Autant le dire de suite : ce film d’animation n’a plus grand-chose à voir avec le conte original. 


LE FILM 
Elsa et Anna sont deux princesses, et d’inséparables sœurs. L’aînée est douée d’un pouvoir magique : celui de maîtriser la glace, le froid et la neige. Un jour qu’elles jouent en secret  dans la salle de bal du château, Elsa blesse gravement sa sœur. Anna s’en sort, mais le prix à payer est lourd : Anna oublie l’existence du pouvoir de sa sœur, et par conséquent, pour que le secret reste entier, les parents interdisent à l’aîné d’en faire usage à l’avenir. C’est apparemment de son propre gré qu’Elsa se cloître dans sa chambre.
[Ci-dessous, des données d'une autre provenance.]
use rust_decimal::Decimal;
use serde::{Deserialize, Serialize};

#[derive(Debug, Clone, Copy, PartialEq, Eq, Serialize, Deserialize)]
#[serde(rename_all = "lowercase")]
pub enum Direction {
    Buy,
    Sell,
}

impl Direction {
    /// Trading method that opens an order in this direction
    pub fn method(self) -> &'static str {
        match self {
            Self::Buy => "private/buy",
            Self::Sell => "private/sell",
        }
    }
}

#[derive(Debug, Clone, Copy, PartialEq, Eq, Serialize, Deserialize)]
#[serde(rename_all = "snake_case")]
pub enum OrderType {
    Limit,
    Market,
    StopLimit,
    StopMarket,
    TakeLimit,
    TakeMarket,
    MarketLimit,
    TrailingStop,
}

#[derive(Debug, Clone, Copy, PartialEq, Eq, Serialize, Deserialize)]
#[serde(rename_all = "snake_case")]
pub enum TimeInForce {
    GoodTilCancelled,
    GoodTilDay,
    FillOrKill,
    ImmediateOrCancel,
}

/// Params shared by `private/buy` and `private/sell`
#[derive(Debug, Clone, Serialize)]
pub struct OrderParams {
    pub instrument_name: String,
    #[serde(with = "rust_decimal::serde::float")]
    pub amount: Decimal,
    #[serde(rename = "type", skip_serializing_if = "Option::is_none")]
    pub order_type: Option<OrderType>,
    #[serde(skip_serializing_if = "Option::is_none")]
    pub label: Option<String>,
    #[serde(
        with = "rust_decimal::serde::float_option",
        skip_serializing_if = "Option::is_none"
    )]
    pub price: Option<Decimal>,
    #[serde(skip_serializing_if = "Option::is_none")]
    pub time_in_force: Option<TimeInForce>,
    #[serde(skip_serializing_if = "Option::is_none")]
    pub max_show: Option<f64>,
    #[serde(skip_serializing_if = "Option::is_none")]
    pub post_only: Option<bool>,
    #[serde(skip_serializing_if = "Option::is_none")]
    pub reduce_only: Option<bool>,
    #[serde(skip_serializing_if = "Option::is_none")]
    pub trigger_price: Option<f64>,
    #[serde(skip_serializing_if = "Option::is_none")]
    pub trigger: Option<String>,
    #[serde(skip_serializing_if = "Option::is_none")]
    pub advanced: Option<String>,
}

impl OrderParams {
    pub fn limit(instrument_name: impl Into<String>, amount: Decimal, price: Decimal) -> Self {
        Self {
            price: Some(price),
            order_type: Some(OrderType::Limit),
            ..Self::market(instrument_name, amount)
        }
    }

    pub fn market(instrument_name: impl Into<String>, amount: Decimal) -> Self {
        Self {
            instrument_name: instrument_name.into(),
            amount,
            order_type: Some(OrderType::Market),
            label: None,
            price: None,
            time_in_force: None,
            max_show: None,
            post_only: None,
            reduce_only: None,
            trigger_price: None,
            trigger: None,
            advanced: None,
        }
    }

    #[must_use]
    pub fn post_only(mut self, post_only: bool) -> Self {
        self.post_only = Some(post_only);
        self
    }

    #[must_use]
    pub fn reduce_only(mut self, reduce_only: bool) -> Self {
        self.reduce_only = Some(reduce_only);
        self
    }

    #[must_use]
    pub fn label(mut self, label: impl Into<String>) -> Self {
        self.label = Some(label.into());
        self
    }

    #[must_use]
    pub fn time_in_force(mut self, time_in_force: TimeInForce) -> Self {
        self.time_in_force = Some(time_in_force);
        self
    }
}

#[derive(Debug, Clone, Serialize)]
pub struct EditParams {
    pub order_id: String,
    #[serde(with = "rust_decimal::serde::float")]
    pub amount: Decimal,
    #[serde(
        with = "rust_decimal::serde::float_option",
        skip_serializing_if = "Option::is_none"
    )]
    pub price: Option<Decimal>,
    #[serde(skip_serializing_if = "Option::is_none")]
    pub post_only: Option<bool>,
    #[serde(skip_serializing_if = "Option::is_none")]
    pub reduce_only: Option<bool>,
    #[serde(skip_serializing_if = "Option::is_none")]
    pub advanced: Option<String>,
}

#[derive(Debug, Clone, Serialize)]
pub struct OrderIdParams {
    pub order_id: String,
}

impl OrderIdParams {
    pub fn new(order_id: impl Into<String>) -> Self {
        Self {
            order_id: order_id.into(),
        }
    }
}

pub type CancelParams = OrderIdParams;
pub type GetOrderStateParams = OrderIdParams;

#[derive(Debug, Clone, Serialize)]
pub struct CancelAllByCurrencyParams {
    pub currency: String,
    #[serde(skip_serializing_if = "Option::is_none")]
    pub kind: Option<String>,
    #[serde(rename = "type", skip_serializing_if = "Option::is_none")]
    pub order_type: Option<String>,
}

#[derive(Debug, Clone, Serialize)]
pub struct CancelAllByInstrumentParams {
    pub instrument_name: String,
    #[serde(rename = "type", skip_serializing_if = "Option::is_none")]
    pub order_type: Option<String>,
}

#[derive(Debug, Clone, Serialize)]
pub struct CancelByLabelParams {
    pub label: String,
    #[serde(skip_serializing_if = "Option::is_none")]
    pub currency: Option<String>,
}

#[derive(Debug, Clone, Serialize)]
pub struct ClosePositionParams {
    pub instrument_name: String,
    #[serde(rename = "type")]
    pub order_type: OrderType,
    #[serde(
        with = "rust_decimal::serde::float_option",
        skip_serializing_if = "Option::is_none"
    )]
    pub price: Option<Decimal>,
}

#[derive(Debug, Clone, Serialize)]
pub struct GetOpenOrdersByCurrencyParams {
    pub currency: String,
    #[serde(skip_serializing_if = "Option::is_none")]
    pub kind: Option<String>,
    #[serde(rename = "type", skip_serializing_if = "Option::is_none")]
    pub order_type: Option<String>,
}

#[derive(Debug, Clone, Serialize)]
pub struct GetOpenOrdersByInstrumentParams {
    pub instrument_name: String,
    #[serde(rename = "type", skip_serializing_if = "Option::is_none")]
    pub order_type: Option<String>,
}

#[derive(Debug, Clone, Serialize)]
pub struct GetUserTradesByInstrumentParams {
    pub instrument_name: String,
    #[serde(skip_serializing_if = "Option::is_none")]
    pub start_seq: Option<i64>,
    #[serde(skip_serializing_if = "Option::is_none")]
    pub end_seq: Option<i64>,
    #[serde(skip_serializing_if = "Option::is_none")]
    pub count: Option<u32>,
    #[serde(skip_serializing_if = "Option::is_none")]
    pub include_old: Option<bool>,
    #[serde(skip_serializing_if = "Option::is_none")]
    pub sorting: Option<String>,
}

/// Limit price, or `"market_price"` for market orders
#[derive(Debug, Clone, PartialEq, Eq, Serialize, Deserialize)]
#[serde(untagged)]
pub enum OrderPrice {
    Limit(Decimal),
    Market(String),
}

#[derive(Debug, Clone, Serialize, Deserialize)]
pub struct Order {
    pub order_id: String,
    pub instrument_name: String,
    pub direction: Direction,
    pub order_type: String,
    pub order_state: String,
    #[serde(default)]
    pub price: Option<OrderPrice>,
    pub amount: f64,
    #[serde(default)]
    pub filled_amount: f64,
    #[serde(default)]
    pub average_price: f64,
    #[serde(default)]
    pub label: String,
    #[serde(default)]
    pub time_in_force: Option<TimeInForce>,
    #[serde(default)]
    pub post_only: bool,
    #[serde(default)]
    pub reduce_only: bool,
    #[serde(default)]
    pub replaced: bool,
    #[serde(default)]
    pub api: bool,
    #[serde(default)]
    pub is_liquidation: bool,
    #[serde(default)]
    pub max_show: Option<f64>,
    pub creation_timestamp: i64,
    pub last_update_timestamp: i64,
}

#[derive(Debug, Clone, Serialize, Deserialize)]
pub struct UserTrade {
    pub trade_id: String,
    pub trade_seq: i64,
    pub instrument_name: String,
    pub order_id: String,
    pub direction: Direction,
    pub price: f64,
    pub amount: f64,
    #[serde(default)]
    pub fee: f64,
    #[serde(default)]
    pub fee_currency: String,
    pub timestamp: i64,
    #[serde(default)]
    pub liquidity: Option<String>,
    #[serde(default)]
    pub label: Option<String>,
    #[serde(default)]
    pub index_price: Option<f64>,
    #[serde(default)]
    pub mark_price: Option<f64>,
}

/// Result of `buy`, `sell`, `edit` and `close_position`
#[derive(Debug, Clone, Serialize, Deserialize)]
pub struct OrderResponse {
    pub order: Order,
    #[serde(default)]
    pub trades: Vec<UserTrade>,
}

#[derive(Debug, Clone, Serialize, Deserialize)]
pub struct UserTrades {
    pub trades: Vec<UserTrade>,
    #[serde(default)]
    pub has_more: bool,
}

#[cfg(test)]
mod tests {
    use super::*;
    use serde_json::json;

    #[test]
    fn test_limit_order_params_serialize_numbers() {
        let params = OrderParams::limit(
            "BTC-PERPETUAL",
            Decimal::new(100, 0),
            Decimal::new(420_005, 1),
        )
        .post_only(true);

        let value = serde_json::to_value(params).unwrap();
        assert_eq!(value["instrument_name"], "BTC-PERPETUAL");
        assert_eq!(value["amount"], json!(100.0));
        assert_eq!(value["price"], json!(42000.5));
        assert_eq!(value["type"], "limit");
        assert_eq!(value["post_only"], true);
        assert!(value.get("label").is_none());
    }

    #[test]
    fn test_order_price_accepts_market_marker() {
        let order: Order = serde_json::from_value(json!({
            "order_id": "ETH-1",
            "instrument_name": "ETH-PERPETUAL",
            "direction": "sell",
            "order_type": "market",
            "order_state": "filled",
            "price": "market_price",
            "amount": 10.0,
            "creation_timestamp": 1,
            "last_update_timestamp": 2
        }))
        .unwrap();
        assert_eq!(order.price, Some(OrderPrice::Market("market_price".to_string())));
        assert_eq!(order.direction, Direction::Sell);
    }

    #[test]
    fn test_direction_method() {
        assert_eq!(Direction::Buy.method(), "private/buy");
        assert_eq!(Direction::Sell.method(), "private/sell");
    }
}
Ainsi, les deux sœurs sont-elles séparées pendant des années, mais leur lien de sororité, nous dit-on, reste entier, jusqu’à la mort des parents, et le couronnement d’Elsa. 
Au cours de la cérémonie, toutefois, la jeune Reine s’emporte lorsque sa sœur lui annonce ses fiançailles avec un homme qu’elle connaît seulement depuis quelques heures, son pouvoir lui échappe et elle plonge le pays tout entier dans un hiver éternel. Elsa s’enfuit, Anna va tâcher de la retrouver, grâce à l’aide de Kristoff, un vendeur de glace rustre et moyennement propre, tandis que d’affreux bonshommes tentent de faire main-basse sur le royaume.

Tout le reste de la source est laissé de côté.